In Vitro Reconstruction of Axonal Heat Sensing with a Photothermal Nerve‐on‐a‐Chip

Thermal perception begins at the axon, yet traditional methods have struggled to isolate the rapid, sub‑second dynamics of heat‑induced firing. Conventional heating approaches—such as bulk temperature ramps or infrared lamps—lack spatial precision and often introduce mechanical artifacts, obscuring the intrinsic behavior of temperature‑sensitive ion channels. By integrating graphene photothermal elements directly into microfluidic axon‑guiding channels, the new nerve‑on‑a‑chip delivers pinpoint heating with microsecond control, eliminating confounding variables and opening a window onto the earliest events of peripheral thermosensation.

The platform’s dual‑function architecture merges localized photothermal stimulation with high‑density microelectrode arrays, enabling simultaneous electrical readout of action potentials. In rat dorsal root ganglion cultures, researchers observed immediate spike bursts followed by rapid desensitization, a hallmark of thermoreceptor activation. Human iPSC‑derived sensory neurons, by contrast, displayed a delayed onset of firing, highlighting species‑specific or maturation‑related differences in heat response. These findings demonstrate the system’s capacity to resolve distinct temporal signatures across cell types, providing a quantitative benchmark for future studies of ion channel pharmacology and axonal pathophysiology.
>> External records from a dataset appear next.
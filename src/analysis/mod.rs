//! Analysis settings carried in the solver file header

use serde::{Deserialize, Serialize};

/// Ground motion direction of an accelerogram record
#[derive(Debug, Clone, Copy, PartialEq, Eq, Serialize, Deserialize)]
pub enum Direction {
    X,
    Y,
}

/// Convergence tolerance triple
#[derive(Debug, Clone, Copy, PartialEq, Serialize, Deserialize)]
pub struct Tolerance {
    pub force: f64,
    pub position: f64,
    pub displacement: f64,
}

impl Tolerance {
    pub fn new(force: f64, position: f64, displacement: f64) -> Self {
        Self {
            force,
            position,
            displacement,
        }
    }

    pub fn as_array(&self) -> [f64; 3] {
        [self.force, self.position, self.displacement]
    }
}

impl Default for Tolerance {
    fn default() -> Self {
        Self::new(1e-3, 1e-3, 1e-3)
    }
}

/// Settings for the external solver run
///
/// Fields are private where a setter enforces a rule; the repository's
/// `change_*` methods go through the same setters.
#[derive(Debug, Clone, PartialEq, Serialize, Deserialize)]
pub struct AnalysisSettings {
    /// Integration points of frame elements along each local axis
    pub frame_quadrature: [i32; 3],
    /// Integration points of wall elements along each local axis
    pub wall_quadrature: [i32; 2],
    /// Unit system code understood by the solver
    pub unit_system: i32,
    analysis_type: i32,
    damping_ratio: f64,
    scale_factor: f64,
    accelerograms: [String; 2],
    pub relative_tolerance: Tolerance,
    pub absolute_tolerance: Tolerance,
}

impl Default for AnalysisSettings {
    fn default() -> Self {
        Self {
            frame_quadrature: [6; 3],
            wall_quadrature: [6; 2],
            unit_system: 1,
            analysis_type: 1,
            damping_ratio: 5.0,
            scale_factor: 1.0,
            accelerograms: [String::new(), String::new()],
            relative_tolerance: Tolerance::default(),
            absolute_tolerance: Tolerance::default(),
        }
    }
}

impl AnalysisSettings {
    pub fn new() -> Self {
        Self::default()
    }

    pub fn analysis_type(&self) -> i32 {
        self.analysis_type
    }

    pub fn damping_ratio(&self) -> f64 {
        self.damping_ratio
    }

    pub fn scale_factor(&self) -> f64 {
        self.scale_factor
    }

    /// Accelerogram path for a direction, `None` when no record is attached
    pub fn accelerogram(&self, direction: Direction) -> Option<&str> {
        let path = &self.accelerograms[Self::slot(direction)];
        (!path.is_empty()).then_some(path.as_str())
    }

    /// Only 0 and 1 are accepted, other values leave the setting unchanged
    pub fn set_analysis_type(&mut self, analysis_type: i32) {
        if analysis_type != 0 && analysis_type != 1 {
            log::debug!("Ignoring unsupported analysis type {}", analysis_type);
            return;
        }
        self.analysis_type = analysis_type;
    }

    pub fn set_damping_ratio(&mut self, damping_ratio: f64) {
        self.damping_ratio = damping_ratio.max(0.0);
    }

    pub fn set_scale_factor(&mut self, scale_factor: f64) {
        self.scale_factor = scale_factor.max(0.0);
    }

    /// An empty path detaches the record. Paths holding whitespace, `,` or
    /// `!` cannot be stored in the solver file and are ignored.
    pub fn set_accelerogram(&mut self, direction: Direction, path: &str) {
        if path.contains(|c: char| c.is_whitespace() || c == ',' || c == '!') {
            log::warn!("Ignoring accelerogram path '{}': not a single file token", path);
            return;
        }
        self.accelerograms[Self::slot(direction)] = path.to_string();
    }

    /// Set the damping ratio (clamped to ≥ 0)
    pub fn with_damping(mut self, damping_ratio: f64) -> Self {
        self.set_damping_ratio(damping_ratio);
        self
    }

    /// Set the accelerogram scale factor (clamped to ≥ 0)
    pub fn with_scale(mut self, scale_factor: f64) -> Self {
        self.set_scale_factor(scale_factor);
        self
    }

    pub fn with_accelerogram(mut self, direction: Direction, path: &str) -> Self {
        self.set_accelerogram(direction, path);
        self
    }

    pub fn with_analysis_type(mut self, analysis_type: i32) -> Self {
        self.set_analysis_type(analysis_type);
        self
    }

    fn slot(direction: Direction) -> usize {
        match direction {
            Direction::X => 0,
            Direction::Y => 1,
        }
    }
}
Beyond basic science, the chip offers a versatile platform for drug discovery and disease modeling. Its scalability allows parallel testing of candidate compounds that modulate temperature‑gated channels implicated in chronic pain, neuropathy, and neurodegenerative conditions. By reproducing peripheral nerve environments in a controlled, high‑throughput format, the technology can accelerate screening pipelines and reduce reliance on animal models. As the field moves toward precision neuro‑therapeutics, tools that faithfully capture axonal heat coding will be essential for translating molecular insights into clinical interventions.